In 2019, the New Yorker had a headline that read “Where Are All the Books About Menopause?” and many have followed since. There are also new products — such as actress Naomi Watts’ Stripes line of health care products for those in perimenopause and menopause — and Facebook groups and forums to talk about these things in a safe, nonjudgmental place. Not all of us are used to talking about our bodies, but certainly more than in our parents’ generations.
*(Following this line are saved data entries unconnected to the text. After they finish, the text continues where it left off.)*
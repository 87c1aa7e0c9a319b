//! Local cache store backed by SQLite.
//!
//! One table per entity (`animals`, `vaccines`, `dashboard_kpis`,
//! `vaccine_types`). Batch writes run inside a single transaction so a
//! failed batch leaves the previous state untouched.

mod animal_repo;
mod kpi_repo;
mod vaccine_repo;
mod vaccine_type_repo;

pub use animal_repo::AnimalRepository;
pub use kpi_repo::KpiRepository;
pub use vaccine_repo::VaccineRepository;
pub use vaccine_type_repo::VaccineTypeRepository;

use chrono::{DateTime, NaiveDate, Utc};
use sqlx::sqlite::{SqliteConnectOptions, SqlitePool, SqlitePoolOptions};
use std::path::Path;
use std::str::FromStr;
use uuid::Uuid;

/// Outcome of replacing the synchronized rows of a table with a remote set.
#[derive(Debug, Clone, Copy, Default, PartialEq, Eq)]
pub struct ReplaceStats {
    /// Remote records written (inserted or overwritten).
    pub applied: usize,
    /// Remote records skipped because the local row has unsynchronized edits.
    pub kept_local: usize,
    /// Synchronized local rows removed because the server no longer has them.
    pub removed: usize,
}

/// Initialize the database connection pool and run migrations
pub async fn init_db(path: &Path) -> Result<SqlitePool, sqlx::Error> {
    if let Some(parent) = path.parent() {
        if !parent.as_os_str().is_empty() {
            std::fs::create_dir_all(parent)?;
        }
    }

    let db_url = format!("sqlite:{}?mode=rwc", path.display());

    let options = SqliteConnectOptions::from_str(&db_url)?
        .foreign_keys(true)
        .create_if_missing(true);

    let pool = SqlitePoolOptions::new()
        .max_connections(5)
        .connect_with(options)
        .await?;

    sqlx::migrate!("./migrations").run(&pool).await?;

    Ok(pool)
}

fn decode_error<E>(e: E) -> sqlx::Error
where
    E: Into<Box<dyn std::error::Error + Send + Sync + 'static>>,
{
    sqlx::Error::Decode(e.into())
}

fn parse_uuid(s: &str) -> Result<Uuid, sqlx::Error> {
    Uuid::parse_str(s).map_err(decode_error)
}

fn parse_opt_uuid(s: Option<&str>) -> Result<Option<Uuid>, sqlx::Error> {
    s.map(parse_uuid).transpose()
}

fn parse_timestamp(s: &str) -> Result<DateTime<Utc>, sqlx::Error> {
    DateTime::parse_from_rfc3339(s)
        .map(|dt| dt.with_timezone(&Utc))
        .map_err(decode_error)
}

fn parse_date(s: &str) -> Result<NaiveDate, sqlx::Error> {
    NaiveDate::parse_from_str(s, "%Y-%m-%d").map_err(decode_error)
}

fn parse_opt_date(s: Option<&str>) -> Result<Option<NaiveDate>, sqlx::Error> {
    s.map(parse_date).transpose()
}

fn parse_enum<T: FromStr<Err = String>>(s: &str) -> Result<T, sqlx::Error> {
    T::from_str(s).map_err(decode_error)
}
And we’re going to keep doing so.

“We have disposable income, and are at an age that we have real influence culturally, and we want to know what the hell is going on,” Hollander said. “We ask ‘Is this normal?’”

Normal is relative. “For some women, it’s a nightmare, and for others it’s a hiccup. But it’s such a mystery, like ‘Agggh! What’s gonna happen?’” said Julie Blamphin, 54, a certified yoga teacher in Annapolis. Her Celebrate The Pelvic Floor classes focus on strengthening the muscles that support many of our organs, including those weakened by menopause that can make it more likely that you pee when you laugh.

That indignity, along with insomnia, painful sex, weird weight gain, fatigue and a sudden girdle of fat that looks like you’re being eaten from the middle by a pool floaty, are common, but you wouldn’t know that if no one told you. Two years ago I co-founded a private Facebook page about perimenopause after a disappointing discussion with a gynecologist.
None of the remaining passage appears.